(Beginning of Exercise input)

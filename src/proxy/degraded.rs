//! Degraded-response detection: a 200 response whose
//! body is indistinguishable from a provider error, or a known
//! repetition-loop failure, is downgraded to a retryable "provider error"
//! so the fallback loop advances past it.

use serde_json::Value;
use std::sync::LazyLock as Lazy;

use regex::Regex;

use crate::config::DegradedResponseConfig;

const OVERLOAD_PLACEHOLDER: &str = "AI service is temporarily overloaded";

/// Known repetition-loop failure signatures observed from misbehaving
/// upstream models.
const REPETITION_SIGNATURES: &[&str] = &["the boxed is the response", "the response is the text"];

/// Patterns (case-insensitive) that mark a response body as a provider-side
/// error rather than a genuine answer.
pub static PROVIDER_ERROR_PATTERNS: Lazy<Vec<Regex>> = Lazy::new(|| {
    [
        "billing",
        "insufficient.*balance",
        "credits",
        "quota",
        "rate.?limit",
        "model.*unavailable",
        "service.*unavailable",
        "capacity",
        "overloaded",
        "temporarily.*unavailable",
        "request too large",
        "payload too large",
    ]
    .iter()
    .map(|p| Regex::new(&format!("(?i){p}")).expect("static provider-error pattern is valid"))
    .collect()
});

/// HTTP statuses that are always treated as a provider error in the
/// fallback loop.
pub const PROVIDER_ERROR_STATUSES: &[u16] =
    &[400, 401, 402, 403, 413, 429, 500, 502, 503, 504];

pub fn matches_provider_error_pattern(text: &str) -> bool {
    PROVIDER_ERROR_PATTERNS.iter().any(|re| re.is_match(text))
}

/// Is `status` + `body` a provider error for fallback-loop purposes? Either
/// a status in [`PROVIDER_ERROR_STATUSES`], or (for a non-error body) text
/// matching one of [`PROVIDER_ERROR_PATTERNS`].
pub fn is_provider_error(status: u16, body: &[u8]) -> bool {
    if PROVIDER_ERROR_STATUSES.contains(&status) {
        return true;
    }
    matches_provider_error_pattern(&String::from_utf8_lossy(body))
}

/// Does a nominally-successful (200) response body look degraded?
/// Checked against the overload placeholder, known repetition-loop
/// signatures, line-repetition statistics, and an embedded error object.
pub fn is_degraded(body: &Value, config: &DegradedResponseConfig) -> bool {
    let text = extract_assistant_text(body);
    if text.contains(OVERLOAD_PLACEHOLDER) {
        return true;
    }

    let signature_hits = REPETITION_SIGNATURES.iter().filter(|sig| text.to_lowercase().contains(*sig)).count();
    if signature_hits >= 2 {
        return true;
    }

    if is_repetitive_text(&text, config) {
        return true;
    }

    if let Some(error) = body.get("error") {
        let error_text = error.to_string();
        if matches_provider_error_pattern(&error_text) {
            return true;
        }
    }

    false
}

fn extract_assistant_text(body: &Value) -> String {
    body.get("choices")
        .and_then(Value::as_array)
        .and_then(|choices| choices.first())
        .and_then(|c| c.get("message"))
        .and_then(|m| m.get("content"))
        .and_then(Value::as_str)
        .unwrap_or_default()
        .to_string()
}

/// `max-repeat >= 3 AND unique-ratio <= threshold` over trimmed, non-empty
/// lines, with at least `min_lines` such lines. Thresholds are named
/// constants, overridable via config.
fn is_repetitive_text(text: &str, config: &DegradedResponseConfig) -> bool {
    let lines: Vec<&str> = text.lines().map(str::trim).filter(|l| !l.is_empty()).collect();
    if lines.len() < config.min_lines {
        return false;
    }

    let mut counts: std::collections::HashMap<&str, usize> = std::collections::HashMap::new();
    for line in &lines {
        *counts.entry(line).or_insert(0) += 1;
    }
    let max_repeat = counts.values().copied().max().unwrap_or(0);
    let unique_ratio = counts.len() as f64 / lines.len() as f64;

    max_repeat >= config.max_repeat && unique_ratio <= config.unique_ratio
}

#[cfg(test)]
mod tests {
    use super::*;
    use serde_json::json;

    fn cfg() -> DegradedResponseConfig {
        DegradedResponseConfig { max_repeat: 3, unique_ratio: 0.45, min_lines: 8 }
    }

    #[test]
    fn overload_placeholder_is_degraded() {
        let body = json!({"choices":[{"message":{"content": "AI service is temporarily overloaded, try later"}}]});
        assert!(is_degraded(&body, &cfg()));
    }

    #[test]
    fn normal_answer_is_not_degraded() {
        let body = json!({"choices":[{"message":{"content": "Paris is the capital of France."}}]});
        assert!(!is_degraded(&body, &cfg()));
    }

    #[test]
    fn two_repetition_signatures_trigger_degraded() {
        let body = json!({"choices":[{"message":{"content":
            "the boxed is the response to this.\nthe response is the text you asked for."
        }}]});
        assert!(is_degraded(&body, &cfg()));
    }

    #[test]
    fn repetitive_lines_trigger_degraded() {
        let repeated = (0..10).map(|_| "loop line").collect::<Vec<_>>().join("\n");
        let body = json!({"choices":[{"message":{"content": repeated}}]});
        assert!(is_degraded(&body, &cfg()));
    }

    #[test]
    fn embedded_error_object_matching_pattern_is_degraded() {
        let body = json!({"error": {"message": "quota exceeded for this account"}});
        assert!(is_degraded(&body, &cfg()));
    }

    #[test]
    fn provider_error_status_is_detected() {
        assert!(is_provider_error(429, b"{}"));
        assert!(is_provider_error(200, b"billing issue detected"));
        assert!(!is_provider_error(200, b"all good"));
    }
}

(End of Exercise input)

Task brief: Retype the records, line for line.

Solution to this problem:
filename src/proxy/degraded.rs
//! Degraded-response detection: a 200 response whose
//! body is indistinguishable from a provider error, or a known
//! repetition-loop failure, is downgraded to a retryable "provider error"
//! so the fallback loop advances past it.

use serde_json::Value;
use std::sync::LazyLock as Lazy;

use regex::Regex;

use crate::config::DegradedResponseConfig;

const OVERLOAD_PLACEHOLDER: &str = "AI service is temporarily overloaded";

/// Known repetition-loop failure signatures observed from misbehaving
/// upstream models.
const REPETITION_SIGNATURES: &[&str] = &["the boxed is the response", "the response is the text"];

/// Patterns (case-insensitive) that mark a response body as a provider-side
/// error rather than a genuine answer.
pub static PROVIDER_ERROR_PATTERNS: Lazy<Vec<Regex>> = Lazy::new(|| {
    [
        "billing",
        "insufficient.*balance",
        "credits",
        "quota",
        "rate.?limit",
        "model.*unavailable",
        "service.*unavailable",
        "capacity",
        "overloaded",
        "temporarily.*unavailable",
        "request too large",
        "payload too large",
    ]
    .iter()
    .map(|p| Regex::new(&format!("(?i){p}")).expect("static provider-error pattern is valid"))
    .collect()
});

/// HTTP statuses that are always treated as a provider error in the
/// fallback loop.
pub const PROVIDER_ERROR_STATUSES: &[u16] =
    &[400, 401, 402, 403, 413, 429, 500, 502, 503, 504];

pub fn matches_provider_error_pattern(text: &str) -> bool {
    PROVIDER_ERROR_PATTERNS.iter().any(|re| re.is_match(text))
}

/// Is `status` + `body` a provider error for fallback-loop purposes? Either
/// a status in [`PROVIDER_ERROR_STATUSES`], or (for a non-error body) text
/// matching one of [`PROVIDER_ERROR_PATTERNS`].
pub fn is_provider_error(status: u16, body: &[u8]) -> bool {
    if PROVIDER_ERROR_STATUSES.contains(&status) {
        return true;
    }
    matches_provider_error_pattern(&String::from_utf8_lossy(body))
}

/// Does a nominally-successful (200) response body look degraded?
/// Checked against the overload placeholder, known repetition-loop
/// signatures, line-repetition statistics, and an embedded error object.
pub fn is_degraded(body: &Value, config: &DegradedResponseConfig) -> bool {
    let text = extract_assistant_text(body);
    if text.contains(OVERLOAD_PLACEHOLDER) {
        return true;
    }

    let signature_hits = REPETITION_SIGNATURES.iter().filter(|sig| text.to_lowercase().contains(*sig)).count();
    if signature_hits >= 2 {
        return true;
    }

    if is_repetitive_text(&text, config) {
        return true;
    }

    if let Some(error) = body.get("error") {
        let error_text = error.to_string();
        if matches_provider_error_pattern(&error_text) {
            return true;
        }
    }

    false
}

fn extract_assistant_text(body: &Value) -> String {
    body.get("choices")
        .and_then(Value::as_array)
        .and_then(|choices| choices.first())
        .and_then(|c| c.get("message"))
        .and_then(|m| m.get("content"))
        .and_then(Value::as_str)
        .unwrap_or_default()
        .to_string()
}

/// `max-repeat >= 3 AND unique-ratio <= threshold` over trimmed, non-empty
/// lines, with at least `min_lines` such lines. Thresholds are named
/// constants, overridable via config.
fn is_repetitive_text(text: &str, config: &DegradedResponseConfig) -> bool {
    let lines: Vec<&str> = text.lines().map(str::trim).filter(|l| !l.is_empty()).collect();
    if lines.len() < config.min_lines {
        return false;
    }

    let mut counts: std::collections::HashMap<&str, usize> = std::collections::HashMap::new();
    for line in &lines {
        *counts.entry(line).or_insert(0) += 1;
    }
    let max_repeat = counts.values().copied().max().unwrap_or(0);
    let unique_ratio = counts.len() as f64 / lines.len() as f64;

    max_repeat >= config.max_repeat && unique_ratio <= config.unique_ratio
}

#[cfg(test)]
mod tests {
    use super::*;
    use serde_json::json;

    fn cfg() -> DegradedResponseConfig {
        DegradedResponseConfig { max_repeat: 3, unique_ratio: 0.45, min_lines: 8 }
    }

    #[test]
    fn overload_placeholder_is_degraded() {
        let body = json!({"choices":[{"message":{"content": "AI service is temporarily overloaded, try later"}}]});
        assert!(is_degraded(&body, &cfg()));
    }

    #[test]
    fn normal_answer_is_not_degraded() {
        let body = json!({"choices":[{"message":{"content": "Paris is the capital of France."}}]});
        assert!(!is_degraded(&body, &cfg()));
    }

    #[test]
    fn two_repetition_signatures_trigger_degraded() {
        let body = json!({"choices":[{"message":{"content":
            "the boxed is the response to this.\nthe response is the text you asked for."
        }}]});
        assert!(is_degraded(&body, &cfg()));
    }

    #[test]
    fn repetitive_lines_trigger_degraded() {
        let repeated = (0..10).map(|_| "loop line").collect::<Vec<_>>().join("\n");
        let body = json!({"choices":[{"message":{"content": repeated}}]});
        assert!(is_degraded(&body, &cfg()));
    }

    #[test]
    fn embedded_error_object_matching_pattern_is_degraded() {
        let body = json!({"error": {"message": "quota exceeded for this account"}});
        assert!(is_degraded(&body, &cfg()));
    }

    #[test]
    fn provider_error_status_is_detected() {
        assert!(is_provider_error(429, b"{}"));
        assert!(is_provider_error(200, b"billing issue detected"));
        assert!(!is_provider_error(200, b"all good"));
    }
}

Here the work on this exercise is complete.